Across all the entries, how many lines hold "January"? Answer with that number and nothing else.

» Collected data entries
****************

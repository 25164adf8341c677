//! Averaging and percentile helpers.
//!
//! Everything that averages ratios or multiplicative quantities goes through
//! [`geometric_mean`]: `exp(mean(ln x))`. The arithmetic mean is only used for
//! collapsing repeated recordings of one price.
//!
//! Numerical notes:
//! - The geometric mean is accumulated in log space, so long products of rates
//!   close to 1.0 do not lose precision or overflow.
//! - [`percentile`] uses linear interpolation between closest ranks
//!   (`rank = p/100 * (n - 1)`), the same convention as numpy's default.

use std::cmp::Ordering;

/// Geometric mean of strictly positive values.
///
/// Returns `None` for an empty input or if any value is non-positive or
/// non-finite.
pub fn geometric_mean(values: &[f64]) -> Option<f64> {
    geometric_mean_iter(values.iter().copied())
}

/// Geometric mean over an iterator (avoids collecting when the caller maps).
pub fn geometric_mean_iter<I>(values: I) -> Option<f64>
where
    I: IntoIterator<Item = f64>,
{
    let mut sum_ln = 0.0;
    let mut n = 0usize;
    for v in values {
        if !(v.is_finite() && v > 0.0) {
            return None;
        }
        sum_ln += v.ln();
        n += 1;
    }
    if n == 0 {
        return None;
    }
    Some((sum_ln / n as f64).exp())
}

/// Arithmetic mean; `None` for an empty input.
pub fn arithmetic_mean(values: &[f64]) -> Option<f64> {
    if values.is_empty() {
        return None;
    }
    Some(values.iter().sum::<f64>() / values.len() as f64)
}

/// `p`-th percentile (0–100) with linear interpolation.
///
/// Returns `None` if `values` is empty or `p` is outside `[0, 100]`.
pub fn percentile(values: &[f64], p: f64) -> Option<f64> {
    let mut sorted = values.to_vec();
    sorted.sort_by(|a, b| a.partial_cmp(b).unwrap_or(Ordering::Equal));
    percentile_sorted(&sorted, p)
}

/// Same as [`percentile`] for an already ascending slice.
pub fn percentile_sorted(sorted: &[f64], p: f64) -> Option<f64> {
    if sorted.is_empty() || !(0.0..=100.0).contains(&p) {
        return None;
    }
    let rank = p / 100.0 * (sorted.len() as f64 - 1.0);
    let lo = rank.floor() as usize;
    let hi = rank.ceil() as usize;
    let frac = rank - lo as f64;
    Some(sorted[lo] + (sorted[hi] - sorted[lo]) * frac)
}
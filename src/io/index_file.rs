//! Read/write index JSON files.
//!
//! Index JSON is the "portable" representation of a built index:
//! - configuration (horizon, outlier percentile)
//! - build diagnostics
//! - the sparse daily rate table
//! - the dense curve
//!
//! The schema is defined by `domain::IndexFile`.

use std::fs::File;
use std::io::{self, BufReader, BufWriter};
use std::path::Path;

use chrono::NaiveDate;

use crate::domain::{IndexFile, PriceIndex};
use crate::error::Result;

/// Write an index JSON file.
pub fn write_index_json(path: &Path, index: &PriceIndex, built_on: NaiveDate) -> Result<()> {
    write_index_file(path, &IndexFile::from_index(index, built_on))
}

/// Write an already assembled index file.
pub fn write_index_file(path: &Path, file: &IndexFile) -> Result<()> {
    let out = File::create(path).map_err(|e| {
        io::Error::new(e.kind(), format!("Failed to create index JSON '{}': {e}", path.display()))
    })?;
    serde_json::to_writer_pretty(BufWriter::new(out), file)?;
    Ok(())
}

/// Read an index JSON file.
pub fn read_index_json(path: &Path) -> Result<IndexFile> {
    let file = File::open(path).map_err(|e| {
        io::Error::new(e.kind(), format!("Failed to open index JSON '{}': {e}", path.display()))
    })?;
    let index: IndexFile = serde_json::from_reader(BufReader::new(file))?;
    Ok(index)
}
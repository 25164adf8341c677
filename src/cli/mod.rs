//! Command-line parsing for the `pidx` price index tool.
//!
//! The goal of this module is to keep **argument parsing** separate from the
//! index/scoring code. Conversion into run configs happens in `app`.

use std::path::PathBuf;

use chrono::NaiveDate;
use clap::{Args, Parser, Subcommand};

use crate::domain::DEFAULT_OUTLIERS_PERCENTILE;
use crate::io::ingest::parse_date;

/// Top-level CLI.
#[derive(Debug, Parser)]
#[command(name = "pidx", version, about = "Purchase price index builder and price predictor")]
pub struct Cli {
    #[command(subcommand)]
    pub command: Command,
}

/// CLI subcommands.
#[derive(Debug, Subcommand)]
pub enum Command {
    /// Build the index from a purchase history CSV, print diagnostics, and optionally plot/export.
    Index(IndexArgs),
    /// Predict an item's price on a date.
    Predict(PredictArgs),
    /// Compare the index model against simple baselines on a time split.
    Bench(BenchArgs),
    /// Write a synthetic purchase history CSV.
    Sample(SampleArgs),
    /// Plot a previously exported index JSON.
    Plot(PlotArgs),
}

/// Input file and index horizon, shared by commands that build an index.
#[derive(Debug, Args, Clone)]
pub struct HorizonArgs {
    /// Purchase history CSV (columns: item_id, date, price).
    #[arg(short = 'i', long, env = "PIDX_INPUT", value_name = "CSV")]
    pub input: PathBuf,

    /// First day of the index (default: 1 January of the earliest observation's year).
    #[arg(long, value_parser = parse_date)]
    pub min_date: Option<NaiveDate>,

    /// Last day of the index (default: today + 3 years).
    #[arg(long, value_parser = parse_date)]
    pub max_date: Option<NaiveDate>,

    /// Percentile trimmed from each tail of the daily slope distribution.
    #[arg(long, env = "PIDX_OUTLIERS_PERCENTILE", default_value_t = DEFAULT_OUTLIERS_PERCENTILE)]
    pub outliers_percentile: f64,

    /// Directory for cached indexes (rebuilt once per day).
    #[arg(long, env = "PIDX_CACHE_DIR", value_name = "DIR")]
    pub cache_dir: Option<PathBuf>,

    /// Rebuild the index even when the cache holds a fresh one.
    #[arg(long)]
    pub refresh: bool,
}

/// Options for `pidx index`.
#[derive(Debug, Args, Clone)]
pub struct IndexArgs {
    #[command(flatten)]
    pub horizon: HorizonArgs,

    /// Export the daily index to CSV.
    #[arg(long = "export-csv", value_name = "CSV")]
    pub export_csv: Option<PathBuf>,

    /// Export the index (config + stats + curve) to JSON.
    #[arg(long = "export-json", value_name = "JSON")]
    pub export_json: Option<PathBuf>,

    /// Disable the terminal plot.
    #[arg(long)]
    pub no_plot: bool,

    /// Also plot the daily rates the index was compounded from.
    #[arg(long)]
    pub rates: bool,

    /// Plot width (columns).
    #[arg(long, default_value_t = 100)]
    pub width: usize,

    /// Plot height (rows).
    #[arg(long, default_value_t = 25)]
    pub height: usize,
}

/// Options for `pidx predict`.
#[derive(Debug, Args, Clone)]
pub struct PredictArgs {
    #[command(flatten)]
    pub horizon: HorizonArgs,

    /// Item identifier as it appears in the input.
    #[arg(long)]
    pub item: String,

    /// Target date (default: today).
    #[arg(long, value_parser = parse_date)]
    pub date: Option<NaiveDate>,

    /// Export the item's predicted price for every day of the horizon.
    #[arg(long = "path-csv", value_name = "CSV")]
    pub path_csv: Option<PathBuf>,

    /// Plot the item's price path with its observed prices.
    #[arg(long)]
    pub plot: bool,

    /// Plot width (columns).
    #[arg(long, default_value_t = 100)]
    pub width: usize,

    /// Plot height (rows).
    #[arg(long, default_value_t = 25)]
    pub height: usize,
}

/// Options for `pidx bench`.
#[derive(Debug, Args, Clone)]
pub struct BenchArgs {
    #[command(flatten)]
    pub horizon: HorizonArgs,

    /// Rows dated before this day train the models; the rest are scored.
    #[arg(long, value_parser = parse_date)]
    pub split_date: NaiveDate,

    /// Export per-row predictions of every model to CSV.
    #[arg(long, value_name = "CSV")]
    pub export: Option<PathBuf>,
}

/// Options for `pidx sample`.
#[derive(Debug, Args, Clone)]
pub struct SampleArgs {
    /// Output CSV path.
    #[arg(long, value_name = "CSV")]
    pub out: PathBuf,

    /// Number of distinct items.
    #[arg(short = 'n', long, default_value_t = 50)]
    pub items: usize,

    /// Random seed for reproducible samples.
    #[arg(long, default_value_t = 42)]
    pub seed: u64,

    /// First order date (default: 1 January, three years ago).
    #[arg(long, value_parser = parse_date)]
    pub start: Option<NaiveDate>,

    /// Last order date (default: today).
    #[arg(long, value_parser = parse_date)]
    pub end: Option<NaiveDate>,

    /// Expected yearly market drift (0.08 = +8%).
    #[arg(long, default_value_t = 0.08)]
    pub annual_drift: f64,

    /// Daily log-volatility of the market level.
    #[arg(long, default_value_t = 0.002)]
    pub daily_vol: f64,

    /// Log-sigma of per-order price noise.
    #[arg(long, default_value_t = 0.05)]
    pub noise: f64,

    /// Mean number of orders per item.
    #[arg(long, default_value_t = 6.0)]
    pub mean_orders: f64,

    /// Probability of a same-day duplicate order.
    #[arg(long, default_value_t = 0.05)]
    pub duplicate_prob: f64,

    /// Probability of a mistyped price (jump outlier).
    #[arg(long, default_value_t = 0.02)]
    pub jump_prob: f64,
}

/// Options for plotting a saved index.
#[derive(Debug, Args, Clone)]
pub struct PlotArgs {
    /// Index JSON file produced by `pidx index --export-json`.
    #[arg(long, value_name = "JSON")]
    pub index: PathBuf,

    /// Plot width (columns).
    #[arg(long, default_value_t = 100)]
    pub width: usize,

    /// Plot height (rows).
    #[arg(long, default_value_t = 25)]
    pub height: usize,
}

****************

» Answer for the task
2